Regional Comprehensive Economic Partnership (RCEP)

Regional Comprehensive Economic Partnership (RCEP)

What is the Regional Comprehensive Economic Partnership?

Signed in November 2020, the RCEP is a Free-Trade Agreement between 15 countries including the ASEAN nations, China, South Korea, Japan, Australia and New Zealand. As of 2020, the member countries account for ~30% of the world's population and ~30% of global GDP. In March 2021, China became the first signatory to ratify RCEP, around three months ahead of schedule.

The agreement can be viewed as the regional answer to the failed Transatlantic Partnership and a complementation of the existing CPTPP. Its purpose is to eliminate tariff and non-tariff barriers on substantially all trade in goods and services, in order to create a liberal, facilitative, and competitive investment environment in the region. The RCEP also includes passages on economic and technical cooperation, as well as legal and institutional matters.

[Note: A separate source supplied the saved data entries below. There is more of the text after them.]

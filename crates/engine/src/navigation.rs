//! Turns authorization failures into navigation directives.
//!
//! The mapper never raises: it returns a [`NavigationDirective`] for the host's
//! routing layer to carry out, or `None` when the failure is not its concern or
//! no destination is configured.

use std::sync::Arc;

use serde::Serialize;

use guardian_auth::{Classification, DenialCause};
use guardian_core::TypeKey;

use crate::config::GuardianConfig;
use crate::feedback::{
    localize, FeedbackMessage, Localizer, DEFAULT_LOGIN_REQUIRED_MESSAGE, LOGIN_REQUIRED_MESSAGE_KEY,
};
use crate::registry::ComponentRegistry;
use crate::request::RequestCycle;

/// What the host should do instead of serving the denied page.
#[derive(Debug, Clone, PartialEq, Eq, Serialize)]
#[serde(tag = "directive", rename_all = "snake_case")]
pub enum NavigationDirective {
    /// Send the caller to the login page; once logged in, continue at `resume`.
    RedirectToLogin {
        login_page: TypeKey,
        resume: Option<TypeKey>,
    },
    /// Send the caller to the unauthorized page. Terminal: nothing resumes.
    RedirectToUnauthorized { page: TypeKey },
}

/// How an arbitrary failure relates to authorization.
#[derive(Debug, Clone, Copy, PartialEq, Eq)]
pub enum Failure<'e> {
    NeedsAuthentication(&'e DenialCause),
    NeedsElevatedAccess(&'e DenialCause),
    NotAnAuthorizationFailure,
}

/// Classify `error` by the first [`DenialCause`] anywhere in its source chain.
pub fn classify(error: &anyhow::Error) -> Failure<'_> {
    match error.chain().find_map(|e| e.downcast_ref::<DenialCause>()) {
        Some(cause) => classify_cause(cause),
        None => Failure::NotAnAuthorizationFailure,
    }
}

pub fn classify_cause(cause: &DenialCause) -> Failure<'_> {
    match cause.classification() {
        Classification::NeedsAuthentication => Failure::NeedsAuthentication(cause),
        Classification::NeedsElevatedAccess => Failure::NeedsElevatedAccess(cause),
    }
}

#[derive(Clone)]
pub struct NavigationMapper {
    config: GuardianConfig,
    registry: Arc<ComponentRegistry>,
    localizer: Arc<dyn Localizer>,
}

impl NavigationMapper {
    pub fn new(config: GuardianConfig, registry: Arc<ComponentRegistry>, localizer: Arc<dyn Localizer>) -> Self {
        Self {
            config,
            registry,
            localizer,
        }
    }

    pub(crate) fn set_localizer(&mut self, localizer: Arc<dyn Localizer>) {
        self.localizer = localizer;
    }

    /// Handle an arbitrary failure raised while serving `denied` (if known).
    ///
    /// Non-authorization failures are ignored. A `None` result for an
    /// authorization failure means no destination is configured and the
    /// caller still owns the error.
    pub fn handle(
        &self,
        cycle: &mut RequestCycle<'_>,
        denied: Option<&TypeKey>,
        error: &anyhow::Error,
    ) -> Option<NavigationDirective> {
        match classify(error) {
            Failure::NotAnAuthorizationFailure => None,
            Failure::NeedsAuthentication(cause) | Failure::NeedsElevatedAccess(cause) => {
                self.handle_denial(cycle, denied, cause)
            }
        }
    }

    /// Map a known denial to a directive, recording the navigation on success.
    pub fn handle_denial(
        &self,
        cycle: &mut RequestCycle<'_>,
        denied: Option<&TypeKey>,
        cause: &DenialCause,
    ) -> Option<NavigationDirective> {
        let directive = match classify_cause(cause) {
            Failure::NeedsAuthentication(_) => self.login_redirect(cycle, denied),
            _ => self
                .config
                .unauthorized_page
                .clone()
                .map(|page| NavigationDirective::RedirectToUnauthorized { page }),
        };

        match &directive {
            Some(directive) => {
                tracing::debug!(request_id = %cycle.id(), ?directive, "denial mapped to navigation");
                cycle.mark_navigated();
            }
            None => tracing::warn!(
                request_id = %cycle.id(),
                reason = ?cause.reason(),
                "no destination configured for denial; leaving it unhandled"
            ),
        }
        directive
    }

    fn login_redirect(&self, cycle: &RequestCycle<'_>, denied: Option<&TypeKey>) -> Option<NavigationDirective> {
        let login_page = self.config.login_page.clone()?;

        let message = localize(
            self.localizer.as_ref(),
            LOGIN_REQUIRED_MESSAGE_KEY,
            denied,
            DEFAULT_LOGIN_REQUIRED_MESSAGE,
        );
        cycle.feedback().report(FeedbackMessage::error(message));

        Some(NavigationDirective::RedirectToLogin {
            login_page,
            resume: self.resume_point(cycle, denied),
        })
    }

    /// The denied type when it is itself a page, else the requested page.
    fn resume_point(&self, cycle: &RequestCycle<'_>, denied: Option<&TypeKey>) -> Option<TypeKey> {
        denied
            .filter(|key| self.registry.is_page(key))
            .or_else(|| cycle.target())
            .cloned()
    }
}

impl core::fmt::Debug for NavigationMapper {
    fn fmt(&self, f: &mut core::fmt::Formatter<'_>) -> core::fmt::Result {
        f.debug_struct("NavigationMapper")
            .field("config", &self.config)
            .finish_non_exhaustive()
    }
}
//! Core error model.

use thiserror::Error;

/// Result type used across the guardian crates for non-authorization failures.
pub type CoreResult<T> = Result<T, CoreError>;

/// Failures that are not authorization decisions.
///
/// Denials are never reported through this type; they are modeled as
/// `DenialCause` in `guardian-auth`.
#[derive(Debug, Error)]
pub enum CoreError {
    /// A value failed validation (e.g. an empty type key).
    #[error("validation failed: {0}")]
    Validation(String),

    /// An identifier was invalid (e.g. parse failure).
    #[error("invalid identifier: {0}")]
    InvalidId(String),

    /// Configuration could not be loaded or is inconsistent.
    #[error("configuration error: {0}")]
    Config(String),

    #[error("serialization error: {0}")]
    Serialization(#[from] serde_json::Error),
}

impl CoreError {
    pub fn validation(msg: impl Into<String>) -> Self {
        Self::Validation(msg.into())
    }

    pub fn invalid_id(msg: impl Into<String>) -> Self {
        Self::InvalidId(msg.into())
    }

    pub fn config(msg: impl Into<String>) -> Self {
        Self::Config(msg.into())
    }
}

How has the RCEP been perceived?

So far, the reception among experts and media outlets has been mixed: some view it as a major step for trade and economic liberalization, others as purely a strategic geopolitical move by China against India and the US. EAC clients have received the agreement with interest and mostly positively. They regard it as a chance for MNC’s operating in APAC and further investment in the region:

  • Strong signal for inter-connected supply chains and sales markets in China and ASEAN.
  • Hope for further opening up of APAC markets and trade liberalization in general.

What is our assessment?

The RCEP is no revolution:
several trade agreements between member states had already existed before, tariffs will not be eliminated completely, and the expected overall economic benefits are expected to be moderate in the grander scheme of things.

But despite its weaknesses, the RCEP is a positive signal for global cooperation, free trade and multilateralism. Depending on its actual implementation (3-5 years seem realistic), the agreement could be a boost for certain industries doing business in the region. Harmonization of rules

What are implications for foreign companies?

  1. Foreign companies with manufacturing footprint in China (or other RCEP countries) should verify if and how they can benefit from the agreement.
  2. Analysis of the content of the RCEP agreement in detail and understanding of specific impact on your industry and especially your company is still crucial.
  3. Follow the implementation of the agreement in actual economic and trade policy: Do the outcomes really match the promised improvements? Which countries implement the fastest?
  4. Evaluate strategies on how to adjust to the new economic and trade-related realities in terms of global volume streams, production footprint, etc.

EAC generally views the RCEP agreement as a positive signal and a potential push for our client’s business in APAC, but also advises to remain cautious regarding its actual implementation and effect in practice.